Plan Your CycleCloud Production Deployment

Azure CycleCloud Deployment

Warning

Ensure that "Enable hierarchical namespace" for Azure Data Lake Storage Gen 2 is not set during storage account creation. CycleCloud is unable to use Blob storage with ADLS Gen 2 enabled as a storage Locker.

Azure CycleCloud Configuration

Azure CycleCloud Cluster Configuration

  • Define user access to the clusters Cluster User Management
  • Determine which scheduler will be used
  • Determine which SKU will be required for the scheduler/head node
  • Determine what SKUs will be required for the compute/execute nodes. This will be entirely dependent on the application being run
  • Will clusters be deployed using a template or manually?
  • Will any scripts need to be run on the scheduler or execute nodes once deployed:

Applications

  • What dependencies (libraries, etc) do the applications have? How will these be made available?
  • How long does an application take to setup and install? This may determine how an application is made available to the execute nodes and could necessitate a custom image.
  • Are there any license dependencies that need to be taken into account? Does the application need to contact an on-premise license server?
  • Determine where applications will be executed from, this will be dependent on install times and performance requirements:
  • Is there a specific VM SKU which will need to be used for the applications to run on? Will MPI be a requirement as that would necessitate a different family of machines like the H series?
  • What will be the optimum number of cores per job for each application?
  • Can spot VMs be used? Using Spot VMs in CycleCloud
  • Ensure subscription quotas are in place to fulfill the core requirements for the applications

Data

  • Determine where in Azure the input data will reside. This will be dependent on the performance of the applications and data size.
    • Locally on the execute nodes
    • From an NFS share
    • In blob storage
    • Using Azure NetApp Files
  • Determine if there is any post-processing needed on the output data
  • Decide where the output data will reside once processing is complete
  • Does it need to be copied elsewhere?
  • What archive/backup requirements are there?

Job Submission

  • How will users submit jobs?
  • Will they have a script to run on the scheduler VM or will there be a frontend to help with data upload and job submission?
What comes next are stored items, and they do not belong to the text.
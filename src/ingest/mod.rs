//! Input resolution.
//!
//! The pipeline consumes seven canonical documents exported by the
//! brokerage back office. Each is resolved by exact file name, first
//! against the caller's upload selection and then against the
//! converted-CSV cache produced by workbook expansion. Any unresolved
//! document aborts the run before anything is rendered.

pub mod csv;
pub mod excel;

use crate::error::{Error, Result};
use crate::table::Table;
use log::debug;
use std::path::{Path, PathBuf};

/// The seven canonical documents, in resolution order.
pub const REQUIRED_TABLES: [&str; 7] = [
    "Portfolio Value",
    "Holding",
    "XIRR",
    "Equity",
    "Debt",
    "FNO",
    "Profits",
];

/// Accepted upload extensions.
pub const ALLOWED_EXTENSIONS: [&str; 4] = ["xlsx", "xls", "xlsm", "csv"];

/// Check that a path carries an accepted extension.
pub fn validate_file_type(path: &Path) -> Result<()> {
    let ext = path
        .extension()
        .and_then(|e| e.to_str())
        .map(|e| e.to_ascii_lowercase())
        .unwrap_or_default();
    if ALLOWED_EXTENSIONS.contains(&ext.as_str()) {
        Ok(())
    } else {
        Err(Error::UnsupportedFileType(path.display().to_string()))
    }
}

/// A single uploaded file.
#[derive(Debug, Clone)]
pub struct UploadEntry {
    /// Display name (file name component)
    pub name: String,
    /// Size in bytes
    pub size: u64,
    /// Location on disk
    pub path: PathBuf,
}

/// Immutable snapshot of the caller's selected input files.
///
/// The selection is a value passed through the pipeline; nothing mutates
/// it and no global state mirrors it.
#[derive(Debug, Clone, Default)]
pub struct UploadSelection {
    entries: Vec<UploadEntry>,
}

impl UploadSelection {
    /// Build a selection from paths, validating each extension.
    pub fn from_paths<P: AsRef<Path>>(paths: &[P]) -> Result<Self> {
        let mut entries = Vec::with_capacity(paths.len());
        for path in paths {
            let path = path.as_ref();
            validate_file_type(path)?;
            let size = std::fs::metadata(path)?.len();
            let name = path
                .file_name()
                .map(|n| n.to_string_lossy().into_owned())
                .unwrap_or_default();
            entries.push(UploadEntry {
                name,
                size,
                path: path.to_path_buf(),
            });
        }
        Ok(Self { entries })
    }

    /// Entries in upload order.
    pub fn entries(&self) -> &[UploadEntry] {
        &self.entries
    }

    /// Find an entry by exact file name.
    pub fn find(&self, file_name: &str) -> Option<&UploadEntry> {
        self.entries.iter().find(|e| e.name == file_name)
    }

    /// Entries that need workbook expansion (everything not already CSV).
    pub fn workbooks(&self) -> impl Iterator<Item = &UploadEntry> {
        self.entries.iter().filter(|e| {
            e.path
                .extension()
                .and_then(|x| x.to_str())
                .map(|x| !x.eq_ignore_ascii_case("csv"))
                .unwrap_or(false)
        })
    }
}

/// The seven resolved canonical tables.
#[derive(Debug, Clone)]
pub struct TableSet {
    /// Portfolio component values
    pub portfolio_value: Table,
    /// Holdings with sentinel-delimited product sections
    pub holding: Table,
    /// Money-weighted return figures
    pub xirr: Table,
    /// Equity holdings detail
    pub equity: Table,
    /// Debt holdings detail
    pub debt: Table,
    /// Futures and options profit history
    pub fno: Table,
    /// Realized profit detail
    pub profits: Table,
}

/// Resolve and load all seven canonical tables.
///
/// Each document `<name>` resolves to `<name>.csv`, preferring an exact
/// match in the upload selection over the converted cache. Every missing
/// document is collected so the error names the full shortfall at once.
pub fn load_tables(selection: &UploadSelection, converted_dir: &Path) -> Result<TableSet> {
    let mut resolved: Vec<PathBuf> = Vec::with_capacity(REQUIRED_TABLES.len());
    let mut missing: Vec<String> = Vec::new();

    for name in REQUIRED_TABLES {
        let file_name = format!("{}.csv", name);
        if let Some(entry) = selection.find(&file_name) {
            debug!("resolved '{}' from upload selection", file_name);
            resolved.push(entry.path.clone());
            continue;
        }
        let candidate = converted_dir.join(&file_name);
        if candidate.is_file() {
            debug!("resolved '{}' from converted cache", file_name);
            resolved.push(candidate);
        } else {
            missing.push(file_name);
        }
    }

    if !missing.is_empty() {
        return Err(Error::MissingInput(missing));
    }

    // resolved holds exactly one path per entry of REQUIRED_TABLES.
    Ok(TableSet {
        portfolio_value: csv::load_table(&resolved[0], REQUIRED_TABLES[0])?,
        holding: csv::load_table(&resolved[1], REQUIRED_TABLES[1])?,
        xirr: csv::load_table(&resolved[2], REQUIRED_TABLES[2])?,
        equity: csv::load_table(&resolved[3], REQUIRED_TABLES[3])?,
        debt: csv::load_table(&resolved[4], REQUIRED_TABLES[4])?,
        fno: csv::load_table(&resolved[5], REQUIRED_TABLES[5])?,
        profits: csv::load_table(&resolved[6], REQUIRED_TABLES[6])?,
    })
}

#[cfg(test)]
mod tests {
    use super::*;
    use std::fs;

    #[test]
    fn test_validate_file_type() {
        assert!(validate_file_type(Path::new("Holding.csv")).is_ok());
        assert!(validate_file_type(Path::new("report.XLSX")).is_ok());
        assert!(validate_file_type(Path::new("macro.xlsm")).is_ok());
        assert!(validate_file_type(Path::new("notes.txt")).is_err());
        assert!(validate_file_type(Path::new("no_extension")).is_err());
    }

    #[test]
    fn test_selection_rejects_bad_extension() {
        let dir = tempfile::tempdir().unwrap();
        let path = dir.path().join("notes.txt");
        fs::write(&path, "x").unwrap();
        assert!(matches!(
            UploadSelection::from_paths(&[&path]),
            Err(Error::UnsupportedFileType(_))
        ));
    }

    #[test]
    fn test_selection_find_and_workbooks() {
        let dir = tempfile::tempdir().unwrap();
        let csv_path = dir.path().join("Holding.csv");
        let xlsx_path = dir.path().join("export.xlsx");
        fs::write(&csv_path, "a,b\n").unwrap();
        fs::write(&xlsx_path, "fake").unwrap();

        let selection = UploadSelection::from_paths(&[&csv_path, &xlsx_path]).unwrap();
        assert!(selection.find("Holding.csv").is_some());
        assert!(selection.find("Other.csv").is_none());
        let workbooks: Vec<_> = selection.workbooks().map(|e| e.name.clone()).collect();
        assert_eq!(workbooks, vec!["export.xlsx"]);
    }

    #[test]
    fn test_load_tables_reports_all_missing() {
        let dir = tempfile::tempdir().unwrap();
        let selection = UploadSelection::default();
        let err = load_tables(&selection, dir.path()).unwrap_err();
        match err {
            Error::MissingInput(names) => {
                assert_eq!(names.len(), REQUIRED_TABLES.len());
                assert!(names.contains(&"Portfolio Value.csv".to_string()));
            },
            other => panic!("unexpected error: {other:?}"),
        }
    }

    #[test]
    fn test_load_tables_prefers_upload_over_cache() {
        let dir = tempfile::tempdir().unwrap();
        let cache = dir.path().join("converted");
        fs::create_dir_all(&cache).unwrap();

        // Same file name in both places with different content.
        let uploaded = dir.path().join("Holding.csv");
        fs::write(&uploaded, "Source\nupload\n").unwrap();
        fs::write(cache.join("Holding.csv"), "Source\ncache\n").unwrap();
        for name in REQUIRED_TABLES {
            if name != "Holding" {
                fs::write(cache.join(format!("{}.csv", name)), "A\n1\n").unwrap();
            }
        }

        let selection = UploadSelection::from_paths(&[&uploaded]).unwrap();
        let tables = load_tables(&selection, &cache).unwrap();
        assert_eq!(tables.holding.cell(0, 0), "upload");
    }
}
Backup and Disaster Recovery

  • Will templates be used for cluster creation? This will make the recreation of a CycleCloud server a lot quicker and consistent across deployments
  • What requirements for Disaster Recovery are there? What would happen to the business if an Azure region wasn’t available as expected?
  • Are there any application SLAs defined by the internal business?
  • Could another region be used as a standby?
  • Are jobs long running? Would checkpointing be beneficial?